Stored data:
########################################

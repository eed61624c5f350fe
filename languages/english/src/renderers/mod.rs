use fanyi_types::NormalizedRecord;
use serde::de::DeserializeOwned;
use serde_json::Value;

use crate::response::SimpleMeans;

mod oxford;
mod simple;
mod translation;

/// Per-lookup inputs shared by all renderers
#[derive(Debug, Clone, Copy)]
pub struct RenderContext<'a> {
    /// Candidate word, bolded inside example sentences
    pub word: &'a str,
    pub max_example: usize,
    /// Service root the TTS endpoint hangs off
    pub base_url: &'a str,
}

#[derive(Debug, Clone, Copy, PartialEq, Eq)]
pub enum Renderer {
    Oxford,
    Simplified,
    Translation,
}

/// Renderers in the order they are tried; the first record wins
pub const PRECEDENCE: [Renderer; 3] = [Renderer::Oxford, Renderer::Simplified, Renderer::Translation];

impl Renderer {
    pub fn name(self) -> &'static str {
        match self {
            Renderer::Oxford => "oxford",
            Renderer::Simplified => "simplified",
            Renderer::Translation => "translation",
        }
    }

    /// `Ok(None)` means the section is absent or has nothing to show
    pub fn render(
        self,
        response: &Value,
        ctx: &RenderContext<'_>,
    ) -> Result<Option<NormalizedRecord>, RenderError> {
        match self {
            Renderer::Oxford => oxford::render(response, ctx),
            Renderer::Simplified => simple::render(response, ctx),
            Renderer::Translation => translation::render(response),
        }
    }
}

#[derive(Debug, thiserror::Error)]
pub enum RenderError {
    #[error("Unexpected shape at {section}: {source}")]
    Shape {
        section: &'static str,
        #[source]
        source: serde_json::Error,
    },

    #[error("Missing field: {0}")]
    MissingField(&'static str),
}

/// Parse the section at `pointer`; absent or null is `None`
fn section<T: DeserializeOwned>(
    response: &Value,
    pointer: &'static str,
) -> Result<Option<T>, RenderError> {
    match response.pointer(pointer) {
        None | Some(Value::Null) => Ok(None),
        Some(value) => T::deserialize(value)
            .map(Some)
            .map_err(|source| RenderError::Shape {
                section: pointer,
                source,
            }),
    }
}

/// Headword, reading and audio shared by the dictionary renderers
struct Heading {
    headword: String,
    pronunciation: String,
    audio_links: Vec<String>,
}

impl Heading {
    fn from_simple_means(simple: &SimpleMeans, ctx: &RenderContext<'_>) -> Option<Self> {
        let headword = simple.headword()?;

        let (uk, us) = simple
            .first_symbol()
            .map(|s| {
                (
                    s.ph_en.as_deref().unwrap_or_default(),
                    s.ph_am.as_deref().unwrap_or_default(),
                )
            })
            .unwrap_or_default();

        Some(Self {
            headword: headword.to_string(),
            pronunciation: NormalizedRecord::pronunciation(uk, us),
            audio_links: audio_links(ctx.base_url, headword),
        })
    }

    fn into_record(self, styling: String, definition_blocks: Vec<String>) -> NormalizedRecord {
        NormalizedRecord {
            styling,
            headword: self.headword,
            pronunciation: self.pronunciation,
            definition_blocks,
            audio_links: self.audio_links,
        }
    }
}

/// UK then US pronunciation audio
fn audio_links(base_url: &str, headword: &str) -> Vec<String> {
    let text = urlencoding::encode(headword);
    ["uk", "en"]
        .iter()
        .map(|lan| format!("{base_url}gettts?lan={lan}&text={text}&spd=3&source=web"))
        .collect()
}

########################################

- [TASK DIRECTIONS]
Set down the data once more, word for word.

- [TASK SOLUTION]
repository eed61624c5f350fe
filename languages/english/src/renderers/mod.rs
use fanyi_types::NormalizedRecord;
use serde::de::DeserializeOwned;
use serde_json::Value;

use crate::response::SimpleMeans;

mod oxford;
mod simple;
mod translation;

/// Per-lookup inputs shared by all renderers
#[derive(Debug, Clone, Copy)]
pub struct RenderContext<'a> {
    /// Candidate word, bolded inside example sentences
    pub word: &'a str,
    pub max_example: usize,
    /// Service root the TTS endpoint hangs off
    pub base_url: &'a str,
}

#[derive(Debug, Clone, Copy, PartialEq, Eq)]
pub enum Renderer {
    Oxford,
    Simplified,
    Translation,
}

/// Renderers in the order they are tried; the first record wins
pub const PRECEDENCE: [Renderer; 3] = [Renderer::Oxford, Renderer::Simplified, Renderer::Translation];

impl Renderer {
    pub fn name(self) -> &'static str {
        match self {
            Renderer::Oxford => "oxford",
            Renderer::Simplified => "simplified",
            Renderer::Translation => "translation",
        }
    }

    /// `Ok(None)` means the section is absent or has nothing to show
    pub fn render(
        self,
        response: &Value,
        ctx: &RenderContext<'_>,
    ) -> Result<Option<NormalizedRecord>, RenderError> {
        match self {
            Renderer::Oxford => oxford::render(response, ctx),
            Renderer::Simplified => simple::render(response, ctx),
            Renderer::Translation => translation::render(response),
        }
    }
}

#[derive(Debug, thiserror::Error)]
pub enum RenderError {
    #[error("Unexpected shape at {section}: {source}")]
    Shape {
        section: &'static str,
        #[source]
        source: serde_json::Error,
    },

    #[error("Missing field: {0}")]
    MissingField(&'static str),
}

/// Parse the section at `pointer`; absent or null is `None`
fn section<T: DeserializeOwned>(
    response: &Value,
    pointer: &'static str,
) -> Result<Option<T>, RenderError> {
    match response.pointer(pointer) {
        None | Some(Value::Null) => Ok(None),
        Some(value) => T::deserialize(value)
            .map(Some)
            .map_err(|source| RenderError::Shape {
                section: pointer,
                source,
            }),
    }
}

/// Headword, reading and audio shared by the dictionary renderers
struct Heading {
    headword: String,
    pronunciation: String,
    audio_links: Vec<String>,
}

impl Heading {
    fn from_simple_means(simple: &SimpleMeans, ctx: &RenderContext<'_>) -> Option<Self> {
        let headword = simple.headword()?;

        let (uk, us) = simple
            .first_symbol()
            .map(|s| {
                (
                    s.ph_en.as_deref().unwrap_or_default(),
                    s.ph_am.as_deref().unwrap_or_default(),
                )
            })
            .unwrap_or_default();

        Some(Self {
            headword: headword.to_string(),
            pronunciation: NormalizedRecord::pronunciation(uk, us),
            audio_links: audio_links(ctx.base_url, headword),
        })
    }

    fn into_record(self, styling: String, definition_blocks: Vec<String>) -> NormalizedRecord {
        NormalizedRecord {
            styling,
            headword: self.headword,
            pronunciation: self.pronunciation,
            definition_blocks,
            audio_links: self.audio_links,
        }
    }
}

/// UK then US pronunciation audio
fn audio_links(base_url: &str, headword: &str) -> Vec<String> {
    let text = urlencoding::encode(headword);
    ["uk", "en"]
        .iter()
        .map(|lan| format!("{base_url}gettts?lan={lan}&text={text}&spd=3&source=web"))
        .collect()
}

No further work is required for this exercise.